Homeowners say it isn’t fair that bankers have the right to call a mortgage when loan payments are made late or when they have already worked out payment plans with bankers. Business owners say it’s a violation of trust and that “calling loans” in are killing off many businesses that would otherwise survive.

As the value of collateral put up for business loans drops in terms of housing values, more banks are calling in loans from businesses triggering a second foot to drop in America’s foreclosure crisis. The result is adding to a monumental increase in personal bankruptcies, job lay-offs and more financial troubles.

According to the American Bankers Association, institutions are holding on to large amounts of cash because of the uncertainty in financial markets. Banks are holding almost $1 trillion in excess reserves. They normally retain up to a total of just $2 billion.

While government officials are asking bankers to loosen the purse strings and make more mortgages and loan more to businesses, government examiners are closely looking over banks balance sheets and other books of business. Details aren’t available from regulators on what levels of cash they are requiring banks to hold. But commercial loans and some mortgages tied to businesses have covenants included that allow banks to call loans due.

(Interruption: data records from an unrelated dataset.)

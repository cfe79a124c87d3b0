//! viewer-wasm エラー型

use thiserror::Error;
use viewer_handshake::{HandshakeError, HandshakeState};
use viewer_mirror::{LookupError, MirrorError};
use viewer_proto::ProtoError;
use viewer_rpc::RpcError;
use viewer_transport::TransportError;

/// クライアント操作のエラー
///
/// JS 境界では `Display` の文字列を持つ `JsError` に変換する。
#[derive(Debug, Error)]
pub enum ClientError {
    /// 接続していない状態で送信系の操作をした
    #[error("client is not connected")]
    NotConnected,
    /// セッションヘッダーの交換が済んでいない
    #[error("session is not ready for traffic (state: {0})")]
    NotReady(HandshakeState),
    /// 設定 JSON が不正
    #[error("invalid client config: {0}")]
    Config(String),
    #[error(transparent)]
    Handshake(#[from] HandshakeError),
    #[error(transparent)]
    Mirror(#[from] MirrorError),
    #[error(transparent)]
    Lookup(#[from] LookupError),
    #[error(transparent)]
    Rpc(#[from] RpcError),
    #[error(transparent)]
    Transport(#[from] TransportError),
    #[error(transparent)]
    Proto(#[from] ProtoError),
}
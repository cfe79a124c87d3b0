//! # viewer-rpc
//!
//! エンジンへのコマンド送信。
//!
//! ## 「オブジェクト丸ごと送信」規約
//!
//! ```text
//! 1. mirror.set_field(0, "RPCType", code)   // 制御オブジェクトに積む
//! 2. mirror.set_field(0, "windowId", ...)   // 必要なら引数も積む
//! 3. dispatcher.invoke(&mirror, 0, ...)     // id 0 の contents 全体を output へ送る
//! ```
//!
//! 要求 id による応答の対応付けは無い。一回の invoke に対して
//! 0 個以上の更新フレームが非同期に届き、id でのみ照合される。
//! 利用側はミラーのコールバックかポーリングで観測すること。

pub mod dispatcher;
pub mod error;

pub use dispatcher::{RpcDispatcher, RpcStats};
pub use error::RpcError;

/// よく使う RPC コード
pub mod rpc_type {
    /// エンジンを終了させる
    pub const CLOSE: i64 = 0;
    /// クライアントの切り離し（エンジンは動き続ける）
    pub const DETACH: i64 = 1;
}
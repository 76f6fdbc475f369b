//! Ordered request parameters

use crate::hashing::{hash_credentials, hash_value};
use std::fmt;
use url::form_urlencoded;

/// Ordered list of form fields.
///
/// Insertion order is kept and duplicate keys are allowed; the server decides
/// precedence.
#[derive(Debug, Clone, Default, PartialEq, Eq)]
pub struct RequestParameters {
    pairs: Vec<(String, String)>,
}

impl RequestParameters {
    /// Empty parameter list
    pub fn new() -> Self {
        Self::default()
    }

    /// Standard Access parameters.
    ///
    /// `v`, then `s` if a session is given, then `uh`/`ph` for non-empty
    /// credentials, then `ah` when either credential is present, then the
    /// caller's extras in order.
    pub fn build(
        version: &str,
        session: Option<&str>,
        username: Option<&str>,
        password: Option<&str>,
        additional: &[(String, String)],
    ) -> Self {
        let mut params = Self::new();
        params.push("v", version);

        if let Some(session) = session {
            params.push("s", session);
        }
        if let Some(uh) = hash_value(username) {
            params.push("uh", uh);
        }
        if let Some(ph) = hash_value(password) {
            params.push("ph", ph);
        }
        if let Some(ah) = hash_credentials(username, password) {
            params.push("ah", ah);
        }

        params.extend(additional);
        params
    }

    /// Append a field
    pub fn push(&mut self, key: impl Into<String>, value: impl Into<String>) {
        self.pairs.push((key.into(), value.into()));
    }

    /// Append fields in order
    pub fn extend(&mut self, additional: &[(String, String)]) {
        self.pairs.extend(additional.iter().cloned());
    }

    /// First value for a key
    pub fn get(&self, key: &str) -> Option<&str> {
        self.pairs.iter().find(|(k, _)| k == key).map(|(_, v)| v.as_str())
    }

    /// Field names in order
    pub fn keys(&self) -> Vec<&str> {
        self.pairs.iter().map(|(k, _)| k.as_str()).collect()
    }

    /// All pairs in order
    pub fn pairs(&self) -> &[(String, String)] {
        &self.pairs
    }

    /// Number of fields
    pub fn len(&self) -> usize {
        self.pairs.len()
    }

    /// True if there are no fields
    pub fn is_empty(&self) -> bool {
        self.pairs.is_empty()
    }

    /// `application/x-www-form-urlencoded` body
    pub fn to_form_body(&self) -> String {
        form_urlencoded::Serializer::new(String::new())
            .extend_pairs(self.pairs.iter())
            .finish()
    }

    /// `key=value` pairs joined by `&`, with no percent-encoding.
    ///
    /// Used only for the device GET query string.
    pub fn to_literal_query(&self) -> String {
        self.pairs
            .iter()
            .map(|(k, v)| format!("{}={}", k, v))
            .collect::<Vec<_>>()
            .join("&")
    }
}

// Values are never printed; hashes and sessions stay out of logs.
impl fmt::Display for RequestParameters {
    fn fmt(&self, f: &mut fmt::Formatter<'_>) -> fmt::Result {
        write!(f, "[{}]", self.keys().join(", "))
    }
}
//! # Access SDK
//!
//! Client for the Access fraud-detection service. A merchant backend sends
//! session, device and hashed credential fingerprints and receives device
//! reputation, velocity counters, policy decisions and trust state.
//!
//! ## Architecture
//!
//! ```text
//! ┌──────────────────────────────────────────────┐
//! │                 AccessClient                 │
//! │  validation → parameters → request → decode  │
//! └──────────────────────┬───────────────────────┘
//!                        │ HttpRequest / HttpResponse
//! ┌──────────────────────▼───────────────────────┐
//! │     HttpTransport (ReqwestTransport, mocks)  │
//! └──────────────────────────────────────────────┘
//! ```
//!
//! Usernames and passwords are SHA-256 hashed before they leave the process.
//! Every failure is either [`ErrorKind::InvalidData`] (fix the input) or
//! [`ErrorKind::NetworkError`] (transient; the SDK never retries).

#![forbid(unsafe_code)]
#![warn(missing_docs, rust_2018_idioms, unused_qualifications)]

pub mod client;
pub mod config;
pub mod document;
pub mod error;
pub mod hashing;
pub mod params;
pub mod transport;
pub mod types;
pub mod validation;

pub use client::AccessClient;
pub use config::{ClientConfig, TransportConfig, DEFAULT_API_VERSION};
pub use document::ResponseDocument;
pub use error::{Error, ErrorKind, Result};
pub use params::RequestParameters;
pub use transport::{HttpMethod, HttpRequest, HttpResponse, HttpTransport, ReqwestTransport, TransportError};
pub use types::*;
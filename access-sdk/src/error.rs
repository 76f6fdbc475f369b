//! Error types for the Access SDK

use std::fmt;
use thiserror::Error;

/// Result type for SDK operations
pub type Result<T> = std::result::Result<T, Error>;

/// Coarse classification callers branch on
#[derive(Debug, Clone, Copy, PartialEq, Eq, Hash)]
pub enum ErrorKind {
    /// Client-side contract violation; fix the input
    InvalidData,
    /// Transport failure; retrying later may succeed
    NetworkError,
}

impl fmt::Display for ErrorKind {
    fn fmt(&self, f: &mut fmt::Formatter<'_>) -> fmt::Result {
        match self {
            ErrorKind::InvalidData => write!(f, "INVALID_DATA"),
            ErrorKind::NetworkError => write!(f, "NETWORK_ERROR"),
        }
    }
}

/// Access SDK error
#[derive(Debug, Clone, Error, PartialEq, Eq)]
pub enum Error {
    /// Malformed construction arguments, request fields, URL or response body
    #[error("Invalid data: {0}")]
    InvalidData(String),

    /// Non-200 status, unknown host or I/O failure
    #[error("Network error: {0}")]
    Network(String),
}

impl Error {
    /// Error kind
    pub fn kind(&self) -> ErrorKind {
        match self {
            Error::InvalidData(_) => ErrorKind::InvalidData,
            Error::Network(_) => ErrorKind::NetworkError,
        }
    }

    /// Human-readable message without the kind prefix
    pub fn message(&self) -> &str {
        match self {
            Error::InvalidData(msg) | Error::Network(msg) => msg,
        }
    }

    /// True for `ErrorKind::InvalidData`
    pub fn is_invalid_data(&self) -> bool {
        self.kind() == ErrorKind::InvalidData
    }

    /// True for `ErrorKind::NetworkError`
    pub fn is_network(&self) -> bool {
        self.kind() == ErrorKind::NetworkError
    }

    pub(crate) fn invalid(msg: impl Into<String>) -> Self {
        Error::InvalidData(msg.into())
    }

    pub(crate) fn network(msg: impl Into<String>) -> Self {
        Error::Network(msg.into())
    }
}
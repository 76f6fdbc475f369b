//! Shared fixtures for client tests

#![allow(dead_code)]

use access_sdk::{
    AccessClient, ClientConfig, HttpRequest, HttpResponse, HttpTransport, TransportError,
};
use async_trait::async_trait;
use std::sync::{Arc, Mutex};

pub const MERCHANT_ID: i64 = 999_999;
pub const HOST: &str = "999999.kountaccess.com";
pub const API_KEY: &str = "validkey";
pub const SESSION: &str = "askhjdaskdgjhagkjhasg47862345shg";
pub const DEVICE_ID: &str = "75012bd5e5b264c4b324f5c95a769541";
pub const UNIQ: &str = "customer identifier";

/// Transport that replays one canned outcome and records every request
pub struct MockTransport {
    outcome: Result<HttpResponse, TransportError>,
    requests: Mutex<Vec<HttpRequest>>,
}

impl MockTransport {
    pub fn responding(response: HttpResponse) -> Arc<Self> {
        Arc::new(Self {
            outcome: Ok(response),
            requests: Mutex::new(Vec::new()),
        })
    }

    pub fn failing(error: TransportError) -> Arc<Self> {
        Arc::new(Self {
            outcome: Err(error),
            requests: Mutex::new(Vec::new()),
        })
    }

    pub fn requests(&self) -> Vec<HttpRequest> {
        self.requests.lock().unwrap().clone()
    }

    pub fn call_count(&self) -> usize {
        self.requests.lock().unwrap().len()
    }

    pub fn last_request(&self) -> HttpRequest {
        self.requests
            .lock()
            .unwrap()
            .last()
            .cloned()
            .expect("transport was never called")
    }
}

#[async_trait]
impl HttpTransport for MockTransport {
    async fn execute(&self, request: HttpRequest) -> Result<HttpResponse, TransportError> {
        self.requests.lock().unwrap().push(request);
        self.outcome.clone()
    }
}

pub fn client_with(transport: Arc<MockTransport>) -> AccessClient {
    AccessClient::with_transport(ClientConfig::new(HOST, MERCHANT_ID, API_KEY), transport).unwrap()
}

/// Decode a form body into ordered pairs
pub fn form_pairs(request: &HttpRequest) -> Vec<(String, String)> {
    let body = request.body.as_deref().unwrap_or_default();
    url::form_urlencoded::parse(body.as_bytes())
        .into_owned()
        .collect()
}

pub fn form_keys(request: &HttpRequest) -> Vec<String> {
    form_pairs(request).into_iter().map(|(k, _)| k).collect()
}

pub fn form_value(request: &HttpRequest, key: &str) -> Option<String> {
    form_pairs(request)
        .into_iter()
        .find(|(k, _)| k == key)
        .map(|(_, v)| v)
}

pub fn extras(pairs: &[(&str, &str)]) -> Vec<(String, String)> {
    pairs
        .iter()
        .map(|(k, v)| (k.to_string(), v.to_string()))
        .collect()
}

pub const VELOCITY_JSON: &str = r#"{"device":{"id":"7041cca3e5f94391a7a02316b0a8f384","ipAddress":"10.0.0.1","ipGeo":"BG","mobile":0,"proxy":0,"tor":0,"region":"53","country":"BG","geoLat":43.8564,"geoLong":25.9708},"response_id":"baa5211cdfbf460c967bd81d574ae353","velocity":{"account":{"dlh":1,"dlm":1,"iplh":1,"iplm":1,"plh":1,"plm":1,"ulh":1,"ulm":1},"device":{"alh":1,"alm":1,"iplh":1,"iplm":1,"plh":1,"plm":1,"ulh":2,"ulm":1}}}"#;

pub const DEVICE_JSON: &str = r#"{"device":{"id":"7041cca3e5f94391a7a02316b0a8f384","ipAddress":"10.0.0.1","ipGeo":"BG","mobile":0,"proxy":0,"tor":0,"region":"53","country":"BG","geoLat":43.8564,"geoLong":25.9708},"response_id":"baa5211cdfbf460c967bd81d574ae353"}"#;

pub const DECISION_JSON: &str = r#"{"decision":{"errors":[],"warnings":[],"reply":{"ruleEvents":{"decision":"A","total":0,"ruleEvents":null}}},"device":{"id":"7041cca3e5f94391a7a02316b0a8f384"},"response_id":"baa5211cdfbf460c967bd81d574ae353"}"#;

pub const INFO_JSON: &str = r#"{"behavioSec":{"isBot":false,"isTrained":false,"score":0,"confidence":0,"policyId":4},"decision":{"errors":[],"warnings":[],"reply":{"ruleEvents":{"decision":"A","total":0,"ruleEvents":null}}},"device":{"id":"7041cca3e5f94391a7a02316b0a8f384","ipAddress":"10.0.0.1"},"response_id":"baa5211cdfbf460c967bd81d574ae353","trusted":{"state":"banned"},"velocity":{"account":{"dlh":1},"device":{"alh":1}}}"#;
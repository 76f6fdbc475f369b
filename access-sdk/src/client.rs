//! Access API client

use crate::config::{ClientConfig, TransportConfig};
use crate::document::ResponseDocument;
use crate::hashing::authorization_header;
use crate::params::RequestParameters;
use crate::transport::{HttpMethod, HttpRequest, HttpTransport, ReqwestTransport, TransportError};
use crate::types::{Endpoints, InfoDataSet};
use crate::validation::{
    verify_device_id, verify_gather_info, verify_info, verify_json, verify_not_blank,
    verify_session, verify_trust_state, verify_uniq,
};
use crate::{Error, Result};
use std::fmt;
use std::sync::Arc;
use tracing::{debug, info, warn};

const FORM_CONTENT_TYPE: &str = "application/x-www-form-urlencoded";

/// Client for the Access fraud-detection service.
///
/// Configuration and endpoints are fixed at construction. Each operation
/// validates its inputs, sends exactly one request and decodes exactly one
/// response; nothing is retried. `Ok(None)` means the server answered 200
/// with an empty body.
#[derive(Clone)]
pub struct AccessClient {
    config: ClientConfig,
    endpoints: Endpoints,
    authorization: String,
    transport: Arc<dyn HttpTransport>,
}

impl AccessClient {
    /// Create a client with the default API version and reqwest transport
    pub fn new(host: &str, merchant_id: i64, api_key: &str) -> Result<Self> {
        Self::from_config(ClientConfig::new(host, merchant_id, api_key))
    }

    /// Create a client requesting a specific API version
    pub fn with_version(host: &str, merchant_id: i64, api_key: &str, version: &str) -> Result<Self> {
        Self::from_config(ClientConfig::new(host, merchant_id, api_key).with_api_version(version))
    }

    /// Create a client from config using a default reqwest transport
    pub fn from_config(config: ClientConfig) -> Result<Self> {
        Self::with_transport_config(config, &TransportConfig::default())
    }

    /// Create a client from config with reqwest transport settings
    pub fn with_transport_config(config: ClientConfig, transport: &TransportConfig) -> Result<Self> {
        // Validate before touching the transport so bad input is always INVALID_DATA.
        config.validate()?;
        let transport = ReqwestTransport::new(transport).map_err(|e| Error::network(e.to_string()))?;
        Self::with_transport(config, Arc::new(transport))
    }

    /// Create a client with an injected transport
    pub fn with_transport(config: ClientConfig, transport: Arc<dyn HttpTransport>) -> Result<Self> {
        config.validate()?;

        let endpoints = Endpoints::for_host(&config.host);
        let authorization = authorization_header(config.merchant_id, &config.api_key);

        info!(
            "Access SDK using merchantId = {}, host = {}",
            config.merchant_id, config.host
        );
        debug!("velocity endpoint: {}", endpoints.velocity);
        debug!("decision endpoint: {}", endpoints.decision);
        debug!("device endpoint: {}", endpoints.device);
        debug!("device trust endpoint: {}", endpoints.device_trust);
        debug!("device info endpoint: {}", endpoints.info);

        Ok(Self {
            config,
            endpoints,
            authorization,
            transport,
        })
    }

    /// Client configuration
    pub fn config(&self) -> &ClientConfig {
        &self.config
    }

    /// Endpoint URLs
    pub fn endpoints(&self) -> &Endpoints {
        &self.endpoints
    }

    /// Merchant id
    pub fn merchant_id(&self) -> i64 {
        self.config.merchant_id
    }

    /// API version sent as `v`
    pub fn version(&self) -> &str {
        &self.config.api_version
    }

    /// Velocity counters for a session and optional credentials
    pub async fn get_velocity(
        &self,
        session: &str,
        username: Option<&str>,
        password: Option<&str>,
        additional: &[(String, String)],
    ) -> Result<Option<ResponseDocument>> {
        verify_session(session)?;

        let params = self.parameters(Some(session), username, password, additional);
        debug!("velocity request: url = {}, parameters = {}", self.endpoints.velocity, params);
        self.post(&self.endpoints.velocity, &params).await
    }

    /// Device fingerprint, IP and geo data for a session.
    ///
    /// Parameters go into the query string verbatim, without hashing or
    /// percent-encoding.
    pub async fn get_device(
        &self,
        session: &str,
        additional: &[(String, String)],
    ) -> Result<Option<ResponseDocument>> {
        verify_session(session)?;

        let mut params = RequestParameters::new();
        params.push("v", self.version());
        params.push("s", session);
        params.extend(additional);

        let url = format!("{}?{}", self.endpoints.device, params.to_literal_query());
        debug!("device info request: url = {}?{}", self.endpoints.device, params);
        self.get(url).await
    }

    /// Policy decision for a session and optional credentials
    pub async fn get_decision(
        &self,
        session: &str,
        username: Option<&str>,
        password: Option<&str>,
        additional: &[(String, String)],
    ) -> Result<Option<ResponseDocument>> {
        verify_session(session)?;

        let params = self.parameters(Some(session), username, password, additional);
        debug!("decision request: url = {}, parameters = {}", self.endpoints.decision, params);
        self.post(&self.endpoints.decision, &params).await
    }

    /// Set the trust state of a device.
    ///
    /// Checks trust state, then uniq, then device id. `ts` carries the trust
    /// state exactly as given.
    pub async fn set_device_trust(
        &self,
        username: Option<&str>,
        password: Option<&str>,
        device_id: &str,
        uniq: &str,
        trust_state: &str,
        additional: &[(String, String)],
    ) -> Result<Option<ResponseDocument>> {
        verify_trust_state(trust_state)?;
        verify_uniq(uniq)?;
        verify_device_id(device_id)?;

        let mut params = self.parameters(None, username, password, additional);
        params.push("ts", trust_state);

        debug!("device trust request: url = {}, parameters = {}", self.endpoints.device_trust, params);
        self.post(&self.endpoints.device_trust, &params).await
    }

    /// Set the trust state of a device without credentials
    pub async fn set_device_trust_by_device(
        &self,
        device_id: &str,
        uniq: &str,
        trust_state: &str,
        additional: &[(String, String)],
    ) -> Result<Option<ResponseDocument>> {
        self.set_device_trust(None, None, device_id, uniq, trust_state, additional)
            .await
    }

    /// Set the trust state of the device seen in a session
    pub async fn set_device_trust_by_session(
        &self,
        session: &str,
        uniq: &str,
        trust_state: &str,
        additional: &[(String, String)],
    ) -> Result<Option<ResponseDocument>> {
        verify_trust_state(trust_state)?;
        verify_uniq(uniq)?;
        verify_session(session)?;

        let mut params = self.parameters(Some(session), None, None, additional);
        params.push("uniq", uniq);
        params.push("ts", trust_state);

        debug!("device trust request: url = {}, parameters = {}", self.endpoints.device_trust, params);
        self.post(&self.endpoints.device_trust, &params).await
    }

    /// Multiplexed device information selected by `return_value`.
    ///
    /// `return_value` is a 1..=15 bitmask: 1 device info, 2 velocity,
    /// 4 threshold, 8 trusted state. `uniq` is required when bit 8 is set.
    #[allow(clippy::too_many_arguments)]
    pub async fn gather_device_info(
        &self,
        session: &str,
        username: Option<&str>,
        password: Option<&str>,
        return_value: i64,
        device_id: &str,
        uniq: Option<&str>,
        additional: &[(String, String)],
    ) -> Result<Option<ResponseDocument>> {
        verify_gather_info(session, return_value, device_id, uniq)?;

        let params = self.parameters(Some(session), username, password, additional);
        debug!("gather device info request: url = {}, parameters = {}", self.endpoints.info, params);
        self.post(&self.endpoints.info, &params).await
    }

    /// Info endpoint with an explicit data set (`i`).
    ///
    /// `uniq` is required when the trusted state is requested and is sent
    /// whenever it is given.
    pub async fn get_info(
        &self,
        data_set: InfoDataSet,
        session: &str,
        uniq: Option<&str>,
        username: Option<&str>,
        password: Option<&str>,
        additional: &[(String, String)],
    ) -> Result<Option<ResponseDocument>> {
        verify_info(session, data_set, uniq)?;

        let mut params = self.parameters(Some(session), username, password, additional);
        params.push("i", data_set.build().to_string());
        if let Some(uniq) = uniq {
            params.push("uniq", uniq);
        }

        debug!("info request: url = {}, parameters = {}", self.endpoints.info, params);
        self.post(&self.endpoints.info, &params).await
    }

    /// Submit behavioural timing data to a BehavioSec host.
    ///
    /// Posts to `https://{behavio_host}/{environment}/behavio/data`.
    pub async fn set_behavior_data(
        &self,
        behavio_host: &str,
        environment: &str,
        session: &str,
        timing: &str,
        uniq: &str,
    ) -> Result<Option<ResponseDocument>> {
        verify_not_blank("behavioHost", behavio_host)?;
        verify_not_blank("environment", environment)?;
        verify_not_blank("session", session)?;
        verify_session(session)?;
        verify_not_blank("timing", timing)?;
        verify_json("timing", timing)?;
        verify_not_blank("uniq", uniq)?;

        let url = format!("https://{}/{}/behavio/data", behavio_host.trim(), environment.trim());

        let mut params = RequestParameters::new();
        params.push("m", self.merchant_id().to_string());
        params.push("s", session);
        params.push("timing", timing);
        params.push("uniq", uniq);

        debug!("behavio data request: url = {}, parameters = {}", url, params);
        self.post(&url, &params).await
    }

    /// Alias of [`AccessClient::get_device`]
    #[deprecated(note = "use get_device")]
    pub async fn get_device_info(&self, session: &str) -> Result<Option<ResponseDocument>> {
        self.get_device(session, &[]).await
    }

    /// Alias of [`AccessClient::get_velocity`]
    #[deprecated(note = "use get_velocity")]
    pub async fn get_access_data(
        &self,
        session: &str,
        username: Option<&str>,
        password: Option<&str>,
        additional: &[(String, String)],
    ) -> Result<Option<ResponseDocument>> {
        self.get_velocity(session, username, password, additional).await
    }

    fn parameters(
        &self,
        session: Option<&str>,
        username: Option<&str>,
        password: Option<&str>,
        additional: &[(String, String)],
    ) -> RequestParameters {
        RequestParameters::build(self.version(), session, username, password, additional)
    }

    async fn get(&self, url: String) -> Result<Option<ResponseDocument>> {
        let request = HttpRequest {
            method: HttpMethod::Get,
            url,
            headers: vec![("Authorization".to_string(), self.authorization.clone())],
            body: None,
        };
        self.send(request).await
    }

    async fn post(&self, url: &str, params: &RequestParameters) -> Result<Option<ResponseDocument>> {
        let request = HttpRequest {
            method: HttpMethod::Post,
            url: url.to_string(),
            headers: vec![
                ("Authorization".to_string(), self.authorization.clone()),
                ("Content-Type".to_string(), FORM_CONTENT_TYPE.to_string()),
            ],
            body: Some(params.to_form_body()),
        };
        self.send(request).await
    }

    async fn send(&self, request: HttpRequest) -> Result<Option<ResponseDocument>> {
        let url = request.url.clone();
        let method = request.method;

        let response = self
            .transport
            .execute(request)
            .await
            .map_err(|e| classify_transport_error(e, &url))?;

        if response.status != 200 {
            warn!("{} {} returned {} {}", method, url, response.status, response.reason);
            return Err(Error::network(format!(
                "Bad Response({}) {} {}",
                response.status, response.reason, url
            )));
        }

        decode_body(response.body)
    }
}

impl fmt::Debug for AccessClient {
    fn fmt(&self, f: &mut fmt::Formatter<'_>) -> fmt::Result {
        f.debug_struct("AccessClient")
            .field("config", &self.config)
            .field("endpoints", &self.endpoints)
            .finish_non_exhaustive()
    }
}

fn classify_transport_error(err: TransportError, url: &str) -> Error {
    warn!("request to {} failed: {}", url, err);
    match err {
        TransportError::UnknownHost(_) => Error::network(format!("UNKNOWN HOST({})", url)),
        TransportError::InvalidUrl(_) => Error::invalid(format!("BAD URL({})", url)),
        TransportError::Io(_) => Error::network("UNKNOWN NETWORK ISSUE, try again later"),
    }
}

fn decode_body(body: Option<String>) -> Result<Option<ResponseDocument>> {
    match body {
        Some(body) if !body.trim().is_empty() => ResponseDocument::parse(&body).map(Some),
        _ => Ok(None),
    }
}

Since most lending is secured by real estate assets, declining values create a domino effect for many business owners, especially small business owners. Commercial Business Foreclosure Recent studies indicate that about one in four U.S. mortgages are upside down or owe more on their property than valued at today.

Core Logic, a real estate analytics firm that provides information to banks and other financial institutions says there are 10.8 million residential properties that are underwater as of last December. The figure, however, represents 500,000 less borrowers than earlier in 2010 with most of those experiencing foreclosures.

“Negative equity is a primary factor holding back the housing market and broader economy,” said Core Logic chief economist Mark Fleming. “The good news is that negative equity is slowly declining, but the bad news is that price declines are accelerating, which may put a stop to or reverse the recent improvement in negative equity.”

Another 2.4 million borrowers were near negative equity with less than 5% equity in the third quarter of 2010, according to Core Logic. Together, negative equity and near underwater mortgages accounted for 27.5% of all residential properties with a U.S. mortgage.